Assignment:
Lines with "Some": copy each one from the listing below.

+ + + +

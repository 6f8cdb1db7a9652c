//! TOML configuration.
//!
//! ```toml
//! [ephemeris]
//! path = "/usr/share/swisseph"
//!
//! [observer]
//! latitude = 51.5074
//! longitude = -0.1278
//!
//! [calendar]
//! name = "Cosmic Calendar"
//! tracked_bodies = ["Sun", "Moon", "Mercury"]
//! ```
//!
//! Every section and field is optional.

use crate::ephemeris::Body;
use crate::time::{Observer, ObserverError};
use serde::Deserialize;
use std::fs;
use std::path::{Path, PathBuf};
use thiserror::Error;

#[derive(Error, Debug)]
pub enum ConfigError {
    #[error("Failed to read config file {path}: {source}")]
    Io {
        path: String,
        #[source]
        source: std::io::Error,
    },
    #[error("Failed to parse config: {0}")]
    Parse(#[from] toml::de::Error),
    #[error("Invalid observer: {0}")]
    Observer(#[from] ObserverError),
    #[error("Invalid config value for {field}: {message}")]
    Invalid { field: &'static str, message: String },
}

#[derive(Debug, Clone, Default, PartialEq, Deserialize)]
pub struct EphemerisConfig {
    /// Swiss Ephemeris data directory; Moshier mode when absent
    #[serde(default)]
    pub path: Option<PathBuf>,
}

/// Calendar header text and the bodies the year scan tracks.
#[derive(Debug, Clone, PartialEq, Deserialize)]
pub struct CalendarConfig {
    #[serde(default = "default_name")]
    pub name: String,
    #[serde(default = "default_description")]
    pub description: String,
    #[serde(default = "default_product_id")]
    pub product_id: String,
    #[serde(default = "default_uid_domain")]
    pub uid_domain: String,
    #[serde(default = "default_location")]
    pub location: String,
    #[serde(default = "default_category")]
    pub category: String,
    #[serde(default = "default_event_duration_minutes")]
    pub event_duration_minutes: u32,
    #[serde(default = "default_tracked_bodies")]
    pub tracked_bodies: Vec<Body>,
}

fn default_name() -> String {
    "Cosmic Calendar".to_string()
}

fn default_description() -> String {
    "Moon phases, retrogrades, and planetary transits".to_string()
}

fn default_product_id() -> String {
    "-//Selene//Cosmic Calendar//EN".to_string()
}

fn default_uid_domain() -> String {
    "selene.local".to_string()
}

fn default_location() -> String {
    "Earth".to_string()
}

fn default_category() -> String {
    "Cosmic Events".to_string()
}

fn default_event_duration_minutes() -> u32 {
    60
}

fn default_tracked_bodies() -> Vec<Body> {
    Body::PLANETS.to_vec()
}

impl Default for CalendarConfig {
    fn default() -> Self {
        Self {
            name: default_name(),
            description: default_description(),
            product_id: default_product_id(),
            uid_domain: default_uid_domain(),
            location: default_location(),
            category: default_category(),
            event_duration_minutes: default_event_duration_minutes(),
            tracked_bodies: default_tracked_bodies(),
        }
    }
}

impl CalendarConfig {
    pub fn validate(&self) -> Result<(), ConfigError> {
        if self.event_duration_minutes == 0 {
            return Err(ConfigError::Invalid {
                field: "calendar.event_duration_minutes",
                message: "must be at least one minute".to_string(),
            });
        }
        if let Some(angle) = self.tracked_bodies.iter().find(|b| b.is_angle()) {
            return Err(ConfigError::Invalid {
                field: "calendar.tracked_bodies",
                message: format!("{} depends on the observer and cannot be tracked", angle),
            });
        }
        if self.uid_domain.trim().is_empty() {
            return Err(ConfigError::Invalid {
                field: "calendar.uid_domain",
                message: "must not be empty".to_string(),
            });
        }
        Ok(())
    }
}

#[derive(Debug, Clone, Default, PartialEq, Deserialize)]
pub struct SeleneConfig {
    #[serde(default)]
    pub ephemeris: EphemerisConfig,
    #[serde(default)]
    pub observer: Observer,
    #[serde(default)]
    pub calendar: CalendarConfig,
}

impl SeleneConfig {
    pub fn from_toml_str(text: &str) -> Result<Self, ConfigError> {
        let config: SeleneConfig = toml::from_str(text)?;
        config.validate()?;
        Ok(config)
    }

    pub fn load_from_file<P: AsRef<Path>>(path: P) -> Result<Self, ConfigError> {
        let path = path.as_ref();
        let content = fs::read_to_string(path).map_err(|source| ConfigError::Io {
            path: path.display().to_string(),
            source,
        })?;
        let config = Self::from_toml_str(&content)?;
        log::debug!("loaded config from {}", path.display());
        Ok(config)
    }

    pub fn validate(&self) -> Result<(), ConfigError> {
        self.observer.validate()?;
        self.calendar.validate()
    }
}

+ + + +

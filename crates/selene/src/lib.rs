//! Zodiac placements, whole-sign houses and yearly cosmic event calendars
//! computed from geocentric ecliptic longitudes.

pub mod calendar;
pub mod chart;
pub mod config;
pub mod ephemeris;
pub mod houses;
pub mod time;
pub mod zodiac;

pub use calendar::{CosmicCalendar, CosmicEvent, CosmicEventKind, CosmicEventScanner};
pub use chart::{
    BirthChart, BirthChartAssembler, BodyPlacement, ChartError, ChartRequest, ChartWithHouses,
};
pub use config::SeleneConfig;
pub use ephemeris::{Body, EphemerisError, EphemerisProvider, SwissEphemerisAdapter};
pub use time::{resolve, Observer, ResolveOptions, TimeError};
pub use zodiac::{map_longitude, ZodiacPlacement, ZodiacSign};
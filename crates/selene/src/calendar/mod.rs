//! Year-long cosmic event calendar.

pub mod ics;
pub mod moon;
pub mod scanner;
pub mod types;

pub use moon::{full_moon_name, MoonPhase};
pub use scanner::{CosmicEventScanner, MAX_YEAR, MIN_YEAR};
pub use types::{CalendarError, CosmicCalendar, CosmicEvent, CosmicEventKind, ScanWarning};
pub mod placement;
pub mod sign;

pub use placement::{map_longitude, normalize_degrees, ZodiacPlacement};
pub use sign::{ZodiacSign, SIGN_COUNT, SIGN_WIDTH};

+ + + +

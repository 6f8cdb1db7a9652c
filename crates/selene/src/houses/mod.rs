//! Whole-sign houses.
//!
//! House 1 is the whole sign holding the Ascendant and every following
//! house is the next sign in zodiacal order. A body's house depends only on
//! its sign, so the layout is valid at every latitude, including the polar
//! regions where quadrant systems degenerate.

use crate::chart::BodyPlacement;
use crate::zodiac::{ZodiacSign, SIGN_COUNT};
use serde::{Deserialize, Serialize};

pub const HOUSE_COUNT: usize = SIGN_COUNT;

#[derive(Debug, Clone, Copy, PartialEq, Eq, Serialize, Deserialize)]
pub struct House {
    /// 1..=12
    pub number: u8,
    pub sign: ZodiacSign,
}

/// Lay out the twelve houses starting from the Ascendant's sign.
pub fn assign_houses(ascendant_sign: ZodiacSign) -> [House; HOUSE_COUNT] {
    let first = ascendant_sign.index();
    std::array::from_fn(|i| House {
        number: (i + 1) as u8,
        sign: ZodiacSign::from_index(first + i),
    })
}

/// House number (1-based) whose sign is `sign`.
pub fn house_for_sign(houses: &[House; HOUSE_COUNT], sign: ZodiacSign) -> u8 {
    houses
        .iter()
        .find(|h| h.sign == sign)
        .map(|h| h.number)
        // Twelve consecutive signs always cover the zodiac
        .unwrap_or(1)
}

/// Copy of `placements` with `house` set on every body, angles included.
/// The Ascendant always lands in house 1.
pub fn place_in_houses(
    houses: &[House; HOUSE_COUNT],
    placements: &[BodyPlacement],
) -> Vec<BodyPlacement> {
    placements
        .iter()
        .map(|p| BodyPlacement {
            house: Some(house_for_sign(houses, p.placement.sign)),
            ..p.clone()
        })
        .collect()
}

+ + + +

Your response:
        if let Some(angle) = self.tracked_bodies.iter().find(|b| b.is_angle()) {
            house: Some(house_for_sign(houses, p.placement.sign)),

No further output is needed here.